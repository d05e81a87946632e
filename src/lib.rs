//! # CheckInn Dashboard
//!
//! The "requests per hotel" dashboard widget: fetch the request list once,
//! aggregate it per hotel and per department, and present a line chart with a
//! short text summary.
//!
//! ## Modules
//!
//! - [`requests`]: Request records and the HTTP request source
//! - [`aggregate`]: Totals, unique departments and per-hotel counts
//! - [`chart`]: Line chart configuration and the SVG drawing surface
//! - [`widget`]: Loading/Ready state machine and its views
//! - [`api`]: Axum server hosting the widget
//!
//! ## Quick Start
//!
//! ```rust,no_run
//! use checkinn_dashboard::chart::SvgChartBackend;
//! use checkinn_dashboard::config::SourceConfig;
//! use checkinn_dashboard::requests::HttpRequestSource;
//! use checkinn_dashboard::widget::RequestsWidget;
//!
//! #[tokio::main]
//! async fn main() -> Result<(), Box<dyn std::error::Error>> {
//!     let source = HttpRequestSource::new(&SourceConfig::default())?;
//!     let mut widget = RequestsWidget::new(SvgChartBackend::default());
//!
//!     widget.mount(&source).await?;
//!
//!     if let Some(summary) = widget.summary() {
//!         println!("Total Requests: {}", summary.total_requests);
//!     }
//!     println!("{}", widget.render_page()?);
//!
//!     widget.unmount();
//!     Ok(())
//! }
//! ```

pub mod aggregate;
pub mod api;
pub mod chart;
pub mod config;
pub mod logging;
pub mod requests;
pub mod widget;

// Re-export top-level types for convenience
pub use aggregate::{summarize, HotelCount, HotelCounts, RequestSummary};

pub use api::{build_router, serve, ApiError, AppState};

pub use chart::{ChartBackend, ChartError, ChartSlot, LineChartConfig, SvgChart, SvgChartBackend};

pub use config::{Config, ConfigError};

pub use requests::{FetchError, HttpRequestSource, Request, RequestSource};

pub use widget::{mount_shared, Phase, RequestsWidget, SharedWidget, WidgetError};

-----

● **Requirement**
For this task, write out exactly the lines of the entries above, starting at the line with "chart with a" and ending at the line with "SVG drawing surface", both included, and no others.

● **Task result**
//! aggregate it per hotel and per department, and present a line chart with a
//! short text summary.
//!
//! ## Modules
//!
//! - [`requests`]: Request records and the HTTP request source
//! - [`aggregate`]: Totals, unique departments and per-hotel counts
//! - [`chart`]: Line chart configuration and the SVG drawing surface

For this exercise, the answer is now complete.